Task objective: Gather every line in the records below that contains the word "else".

(Stored items)
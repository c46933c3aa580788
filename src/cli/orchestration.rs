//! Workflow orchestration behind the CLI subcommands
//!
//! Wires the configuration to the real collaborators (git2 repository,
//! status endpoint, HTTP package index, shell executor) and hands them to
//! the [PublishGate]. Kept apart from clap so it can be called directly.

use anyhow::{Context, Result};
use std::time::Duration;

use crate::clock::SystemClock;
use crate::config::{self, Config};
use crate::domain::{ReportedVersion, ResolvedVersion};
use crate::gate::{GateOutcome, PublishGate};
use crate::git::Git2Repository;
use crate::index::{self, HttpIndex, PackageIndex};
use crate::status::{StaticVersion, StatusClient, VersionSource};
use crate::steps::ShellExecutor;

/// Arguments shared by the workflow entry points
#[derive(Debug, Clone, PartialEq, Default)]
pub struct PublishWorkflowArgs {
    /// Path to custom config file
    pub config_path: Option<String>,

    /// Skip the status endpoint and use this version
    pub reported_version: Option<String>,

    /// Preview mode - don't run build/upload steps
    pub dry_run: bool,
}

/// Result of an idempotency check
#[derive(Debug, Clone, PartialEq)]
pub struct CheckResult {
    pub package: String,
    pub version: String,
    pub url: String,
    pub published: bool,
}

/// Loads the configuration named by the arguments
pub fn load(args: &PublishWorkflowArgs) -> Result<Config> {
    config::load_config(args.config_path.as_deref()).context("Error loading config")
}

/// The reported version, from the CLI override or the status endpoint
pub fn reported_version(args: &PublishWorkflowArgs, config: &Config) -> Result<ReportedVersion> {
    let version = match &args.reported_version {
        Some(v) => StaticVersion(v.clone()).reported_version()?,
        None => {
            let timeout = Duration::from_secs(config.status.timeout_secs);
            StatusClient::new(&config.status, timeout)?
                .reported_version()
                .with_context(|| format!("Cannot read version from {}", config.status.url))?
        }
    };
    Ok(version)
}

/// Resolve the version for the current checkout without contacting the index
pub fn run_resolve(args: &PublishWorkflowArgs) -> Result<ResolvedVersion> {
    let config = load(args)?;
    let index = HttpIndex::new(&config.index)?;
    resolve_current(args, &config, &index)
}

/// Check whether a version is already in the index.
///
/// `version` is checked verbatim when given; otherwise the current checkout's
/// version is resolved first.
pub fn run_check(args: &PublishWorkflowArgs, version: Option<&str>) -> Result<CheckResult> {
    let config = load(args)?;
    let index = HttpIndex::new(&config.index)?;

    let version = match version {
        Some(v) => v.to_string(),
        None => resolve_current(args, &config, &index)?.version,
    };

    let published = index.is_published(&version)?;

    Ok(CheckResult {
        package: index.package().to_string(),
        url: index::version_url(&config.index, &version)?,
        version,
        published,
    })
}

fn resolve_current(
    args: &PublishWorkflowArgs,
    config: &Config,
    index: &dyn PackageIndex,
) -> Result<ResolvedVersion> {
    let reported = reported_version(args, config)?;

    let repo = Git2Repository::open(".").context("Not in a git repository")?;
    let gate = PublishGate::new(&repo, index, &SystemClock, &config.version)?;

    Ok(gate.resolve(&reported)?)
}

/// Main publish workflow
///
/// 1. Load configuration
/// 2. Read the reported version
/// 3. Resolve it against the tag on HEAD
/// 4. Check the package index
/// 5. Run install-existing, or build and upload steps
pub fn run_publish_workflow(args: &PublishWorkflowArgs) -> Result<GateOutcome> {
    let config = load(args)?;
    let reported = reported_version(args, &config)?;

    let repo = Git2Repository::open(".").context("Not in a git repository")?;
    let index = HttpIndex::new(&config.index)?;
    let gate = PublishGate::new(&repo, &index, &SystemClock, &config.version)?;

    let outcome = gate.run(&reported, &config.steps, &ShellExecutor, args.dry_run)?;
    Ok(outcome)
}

==

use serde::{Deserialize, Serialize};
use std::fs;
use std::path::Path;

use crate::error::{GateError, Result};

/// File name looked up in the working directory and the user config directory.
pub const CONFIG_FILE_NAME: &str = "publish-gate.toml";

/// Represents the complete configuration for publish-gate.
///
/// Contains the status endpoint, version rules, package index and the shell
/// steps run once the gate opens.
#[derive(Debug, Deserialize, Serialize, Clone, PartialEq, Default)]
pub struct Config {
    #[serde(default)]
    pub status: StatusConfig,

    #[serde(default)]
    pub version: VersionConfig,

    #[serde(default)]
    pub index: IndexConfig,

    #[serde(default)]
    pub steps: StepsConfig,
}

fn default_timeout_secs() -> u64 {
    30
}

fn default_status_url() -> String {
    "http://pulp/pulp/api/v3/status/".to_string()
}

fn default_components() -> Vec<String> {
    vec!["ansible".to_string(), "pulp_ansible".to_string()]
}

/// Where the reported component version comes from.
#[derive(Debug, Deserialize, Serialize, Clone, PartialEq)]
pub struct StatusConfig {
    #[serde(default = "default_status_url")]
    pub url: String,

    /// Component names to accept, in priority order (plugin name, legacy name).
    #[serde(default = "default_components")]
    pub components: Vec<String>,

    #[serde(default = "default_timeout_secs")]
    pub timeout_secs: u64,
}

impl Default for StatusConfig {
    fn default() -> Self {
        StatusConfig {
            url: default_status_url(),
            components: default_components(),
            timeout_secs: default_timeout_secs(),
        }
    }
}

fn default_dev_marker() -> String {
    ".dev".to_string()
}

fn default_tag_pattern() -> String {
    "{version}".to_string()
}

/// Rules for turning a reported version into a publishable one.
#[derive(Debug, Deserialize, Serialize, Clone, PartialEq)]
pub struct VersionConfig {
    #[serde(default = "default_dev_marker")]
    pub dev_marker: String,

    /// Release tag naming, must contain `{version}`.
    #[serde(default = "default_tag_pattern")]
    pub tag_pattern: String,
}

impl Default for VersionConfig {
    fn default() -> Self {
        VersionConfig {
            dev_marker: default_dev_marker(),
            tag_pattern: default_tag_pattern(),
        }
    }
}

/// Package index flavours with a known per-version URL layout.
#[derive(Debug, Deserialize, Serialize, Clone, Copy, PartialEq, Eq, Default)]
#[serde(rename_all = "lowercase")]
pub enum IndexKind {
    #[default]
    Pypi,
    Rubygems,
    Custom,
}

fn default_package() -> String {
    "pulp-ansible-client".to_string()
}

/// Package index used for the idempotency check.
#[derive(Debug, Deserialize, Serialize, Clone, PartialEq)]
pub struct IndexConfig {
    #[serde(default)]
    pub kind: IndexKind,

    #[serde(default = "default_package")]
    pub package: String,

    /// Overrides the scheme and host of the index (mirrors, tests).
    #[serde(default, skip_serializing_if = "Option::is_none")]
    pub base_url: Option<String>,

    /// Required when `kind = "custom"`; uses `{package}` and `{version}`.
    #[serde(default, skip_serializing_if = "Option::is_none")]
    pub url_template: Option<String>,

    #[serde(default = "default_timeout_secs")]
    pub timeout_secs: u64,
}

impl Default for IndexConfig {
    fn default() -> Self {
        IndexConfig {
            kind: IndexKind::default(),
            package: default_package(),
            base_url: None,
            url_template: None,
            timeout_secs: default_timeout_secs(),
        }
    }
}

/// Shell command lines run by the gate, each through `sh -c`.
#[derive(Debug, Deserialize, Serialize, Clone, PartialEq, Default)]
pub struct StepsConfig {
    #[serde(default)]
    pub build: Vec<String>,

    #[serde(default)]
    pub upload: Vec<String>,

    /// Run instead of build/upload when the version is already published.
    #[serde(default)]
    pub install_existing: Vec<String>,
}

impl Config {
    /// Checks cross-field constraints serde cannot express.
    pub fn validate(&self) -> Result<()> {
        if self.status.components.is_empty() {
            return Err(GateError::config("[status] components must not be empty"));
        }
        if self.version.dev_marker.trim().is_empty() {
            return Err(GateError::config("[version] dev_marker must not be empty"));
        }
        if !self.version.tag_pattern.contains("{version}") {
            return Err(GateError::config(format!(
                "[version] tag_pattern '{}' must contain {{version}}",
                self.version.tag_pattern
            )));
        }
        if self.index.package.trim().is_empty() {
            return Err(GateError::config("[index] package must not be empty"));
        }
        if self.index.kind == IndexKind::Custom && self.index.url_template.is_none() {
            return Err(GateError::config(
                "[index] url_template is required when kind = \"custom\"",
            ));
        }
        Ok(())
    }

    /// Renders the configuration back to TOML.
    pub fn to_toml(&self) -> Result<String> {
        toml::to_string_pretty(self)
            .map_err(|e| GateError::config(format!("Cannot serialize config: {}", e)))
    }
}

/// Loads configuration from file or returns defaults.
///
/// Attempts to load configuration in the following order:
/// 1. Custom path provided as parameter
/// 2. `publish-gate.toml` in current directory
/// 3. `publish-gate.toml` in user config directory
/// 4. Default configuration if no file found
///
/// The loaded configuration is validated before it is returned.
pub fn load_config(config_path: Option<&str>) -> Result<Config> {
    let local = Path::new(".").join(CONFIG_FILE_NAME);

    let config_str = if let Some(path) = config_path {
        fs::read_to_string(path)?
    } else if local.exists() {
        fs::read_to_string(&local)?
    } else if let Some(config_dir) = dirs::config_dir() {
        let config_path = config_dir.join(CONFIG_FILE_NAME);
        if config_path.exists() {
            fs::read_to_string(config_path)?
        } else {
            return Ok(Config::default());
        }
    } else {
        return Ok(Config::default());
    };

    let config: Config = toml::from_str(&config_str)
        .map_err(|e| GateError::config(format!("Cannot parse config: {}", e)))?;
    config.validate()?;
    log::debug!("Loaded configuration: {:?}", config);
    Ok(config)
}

Completed task:
    } else if local.exists() {
    } else if let Some(config_dir) = dirs::config_dir() {
        } else {
    } else {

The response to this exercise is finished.